◆ Requirement: Among the entries below, only the lines starting at the one with "the center date." and ending at the one with "pub const PAGE_STEP_DAYS: i64 = 30;", both included, are to be printed exactly.

[Collected data]
Segment Open

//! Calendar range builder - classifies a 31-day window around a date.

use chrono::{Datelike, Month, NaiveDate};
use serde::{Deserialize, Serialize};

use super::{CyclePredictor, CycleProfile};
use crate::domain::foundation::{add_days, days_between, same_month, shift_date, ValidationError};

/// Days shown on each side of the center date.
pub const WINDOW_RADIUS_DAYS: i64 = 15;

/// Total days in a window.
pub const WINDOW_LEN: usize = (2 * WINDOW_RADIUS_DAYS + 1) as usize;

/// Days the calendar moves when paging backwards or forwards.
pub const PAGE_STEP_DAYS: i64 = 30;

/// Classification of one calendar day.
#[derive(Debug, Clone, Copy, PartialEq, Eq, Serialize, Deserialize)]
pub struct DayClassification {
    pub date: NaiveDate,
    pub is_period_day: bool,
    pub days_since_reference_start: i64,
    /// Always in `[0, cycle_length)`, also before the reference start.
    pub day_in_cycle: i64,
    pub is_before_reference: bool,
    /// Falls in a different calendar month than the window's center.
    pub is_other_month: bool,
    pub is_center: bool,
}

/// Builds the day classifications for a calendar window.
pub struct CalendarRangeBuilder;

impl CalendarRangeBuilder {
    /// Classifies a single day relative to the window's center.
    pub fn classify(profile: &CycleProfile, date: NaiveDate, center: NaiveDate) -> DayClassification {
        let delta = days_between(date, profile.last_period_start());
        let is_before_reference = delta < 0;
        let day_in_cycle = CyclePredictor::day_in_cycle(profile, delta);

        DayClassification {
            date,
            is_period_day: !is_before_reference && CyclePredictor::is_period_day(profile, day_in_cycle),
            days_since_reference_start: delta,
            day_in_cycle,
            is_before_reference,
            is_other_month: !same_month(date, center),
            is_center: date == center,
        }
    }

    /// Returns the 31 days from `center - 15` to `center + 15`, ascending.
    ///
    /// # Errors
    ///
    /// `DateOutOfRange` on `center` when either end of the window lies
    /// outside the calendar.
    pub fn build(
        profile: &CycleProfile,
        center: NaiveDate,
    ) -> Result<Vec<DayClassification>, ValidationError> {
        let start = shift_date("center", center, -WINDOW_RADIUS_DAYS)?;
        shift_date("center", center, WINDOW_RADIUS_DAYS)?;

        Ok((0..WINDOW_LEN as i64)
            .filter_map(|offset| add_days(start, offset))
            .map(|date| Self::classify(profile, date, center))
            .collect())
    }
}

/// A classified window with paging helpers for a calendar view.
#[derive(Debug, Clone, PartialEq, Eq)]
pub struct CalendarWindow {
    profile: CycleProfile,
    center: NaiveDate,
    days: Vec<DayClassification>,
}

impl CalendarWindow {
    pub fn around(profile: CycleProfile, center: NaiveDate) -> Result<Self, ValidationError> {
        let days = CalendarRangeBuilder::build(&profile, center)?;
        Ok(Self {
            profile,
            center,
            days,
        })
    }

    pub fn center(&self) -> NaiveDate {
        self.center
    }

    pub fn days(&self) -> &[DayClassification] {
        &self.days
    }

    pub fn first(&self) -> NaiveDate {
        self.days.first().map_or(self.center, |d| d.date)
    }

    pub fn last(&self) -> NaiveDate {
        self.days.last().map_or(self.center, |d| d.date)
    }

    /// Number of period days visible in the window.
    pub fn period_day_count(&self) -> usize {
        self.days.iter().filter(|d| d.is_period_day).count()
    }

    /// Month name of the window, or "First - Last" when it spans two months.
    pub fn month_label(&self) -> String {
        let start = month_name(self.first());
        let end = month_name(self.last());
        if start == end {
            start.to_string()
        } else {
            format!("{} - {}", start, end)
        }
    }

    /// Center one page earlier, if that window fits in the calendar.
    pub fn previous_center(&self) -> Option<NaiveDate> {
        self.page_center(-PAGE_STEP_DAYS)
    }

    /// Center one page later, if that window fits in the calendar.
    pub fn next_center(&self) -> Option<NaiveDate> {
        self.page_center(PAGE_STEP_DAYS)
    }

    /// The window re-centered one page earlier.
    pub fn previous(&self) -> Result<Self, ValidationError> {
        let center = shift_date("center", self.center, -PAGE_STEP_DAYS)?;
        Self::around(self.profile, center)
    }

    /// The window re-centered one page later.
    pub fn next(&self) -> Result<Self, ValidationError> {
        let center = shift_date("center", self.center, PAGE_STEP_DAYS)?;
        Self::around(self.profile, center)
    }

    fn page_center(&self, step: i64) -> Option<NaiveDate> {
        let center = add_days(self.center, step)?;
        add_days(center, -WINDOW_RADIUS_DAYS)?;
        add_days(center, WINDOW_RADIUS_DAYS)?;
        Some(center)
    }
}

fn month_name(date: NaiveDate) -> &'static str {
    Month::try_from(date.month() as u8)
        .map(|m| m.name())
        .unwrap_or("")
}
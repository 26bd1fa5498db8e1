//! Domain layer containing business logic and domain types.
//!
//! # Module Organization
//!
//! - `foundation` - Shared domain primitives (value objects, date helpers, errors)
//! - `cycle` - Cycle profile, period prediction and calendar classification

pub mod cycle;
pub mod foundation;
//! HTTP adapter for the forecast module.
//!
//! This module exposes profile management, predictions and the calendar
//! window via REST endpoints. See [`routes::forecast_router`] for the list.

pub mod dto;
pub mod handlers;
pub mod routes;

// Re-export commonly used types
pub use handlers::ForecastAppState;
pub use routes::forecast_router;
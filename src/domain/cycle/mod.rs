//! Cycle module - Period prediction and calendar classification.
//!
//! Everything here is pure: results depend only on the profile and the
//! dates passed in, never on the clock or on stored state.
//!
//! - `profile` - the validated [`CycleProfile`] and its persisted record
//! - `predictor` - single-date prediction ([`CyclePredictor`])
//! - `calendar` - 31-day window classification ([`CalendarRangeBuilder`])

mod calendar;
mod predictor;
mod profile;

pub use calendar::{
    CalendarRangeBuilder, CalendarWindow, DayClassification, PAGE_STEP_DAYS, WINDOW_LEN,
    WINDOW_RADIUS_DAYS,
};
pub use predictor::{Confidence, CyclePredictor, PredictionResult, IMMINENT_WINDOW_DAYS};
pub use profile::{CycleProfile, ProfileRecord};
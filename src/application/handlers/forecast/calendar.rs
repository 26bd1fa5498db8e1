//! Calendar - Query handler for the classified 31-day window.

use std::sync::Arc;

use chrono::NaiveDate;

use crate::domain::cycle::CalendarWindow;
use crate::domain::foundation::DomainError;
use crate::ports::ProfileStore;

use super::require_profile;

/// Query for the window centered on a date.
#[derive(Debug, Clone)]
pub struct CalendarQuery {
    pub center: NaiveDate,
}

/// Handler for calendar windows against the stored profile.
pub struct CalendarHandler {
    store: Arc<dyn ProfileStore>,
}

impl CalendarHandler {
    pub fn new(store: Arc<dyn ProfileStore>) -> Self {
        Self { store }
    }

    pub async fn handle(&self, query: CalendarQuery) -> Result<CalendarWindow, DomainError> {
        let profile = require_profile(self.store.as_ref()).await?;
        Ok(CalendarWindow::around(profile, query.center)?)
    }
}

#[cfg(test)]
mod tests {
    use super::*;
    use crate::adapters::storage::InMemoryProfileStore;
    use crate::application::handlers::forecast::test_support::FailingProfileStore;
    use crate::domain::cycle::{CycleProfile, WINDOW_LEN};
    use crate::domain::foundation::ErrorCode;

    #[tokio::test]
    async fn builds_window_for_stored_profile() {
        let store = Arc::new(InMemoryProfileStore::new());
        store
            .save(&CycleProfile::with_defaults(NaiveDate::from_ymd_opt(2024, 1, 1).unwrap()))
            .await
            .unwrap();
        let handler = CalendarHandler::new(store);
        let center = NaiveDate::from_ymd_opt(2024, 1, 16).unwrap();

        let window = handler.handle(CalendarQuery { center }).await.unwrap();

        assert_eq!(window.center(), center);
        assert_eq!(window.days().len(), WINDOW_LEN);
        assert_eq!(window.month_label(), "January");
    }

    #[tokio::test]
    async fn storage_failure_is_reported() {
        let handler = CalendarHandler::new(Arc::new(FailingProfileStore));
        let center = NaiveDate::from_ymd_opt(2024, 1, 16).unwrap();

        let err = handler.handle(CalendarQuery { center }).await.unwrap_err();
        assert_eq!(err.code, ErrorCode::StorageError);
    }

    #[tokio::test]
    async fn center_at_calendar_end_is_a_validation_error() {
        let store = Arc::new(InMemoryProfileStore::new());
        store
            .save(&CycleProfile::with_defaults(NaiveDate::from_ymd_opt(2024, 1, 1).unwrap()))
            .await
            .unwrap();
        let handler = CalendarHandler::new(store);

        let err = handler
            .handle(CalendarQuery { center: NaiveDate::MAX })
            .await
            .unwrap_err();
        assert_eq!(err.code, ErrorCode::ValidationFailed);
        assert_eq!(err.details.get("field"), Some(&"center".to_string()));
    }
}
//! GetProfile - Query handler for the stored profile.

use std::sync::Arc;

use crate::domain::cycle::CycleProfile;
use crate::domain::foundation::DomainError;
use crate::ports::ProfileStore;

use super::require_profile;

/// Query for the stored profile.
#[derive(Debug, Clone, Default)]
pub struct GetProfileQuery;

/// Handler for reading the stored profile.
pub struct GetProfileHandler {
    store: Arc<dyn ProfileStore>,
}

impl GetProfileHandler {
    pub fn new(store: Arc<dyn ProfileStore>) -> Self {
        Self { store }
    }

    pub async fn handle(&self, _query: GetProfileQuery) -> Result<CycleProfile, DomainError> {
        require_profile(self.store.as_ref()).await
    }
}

Segment Closed

◆ Expected answer:
/// Days shown on each side of the center date.
pub const WINDOW_RADIUS_DAYS: i64 = 15;

/// Total days in a window.
pub const WINDOW_LEN: usize = (2 * WINDOW_RADIUS_DAYS + 1) as usize;

/// Days the calendar moves when paging backwards or forwards.
pub const PAGE_STEP_DAYS: i64 = 30;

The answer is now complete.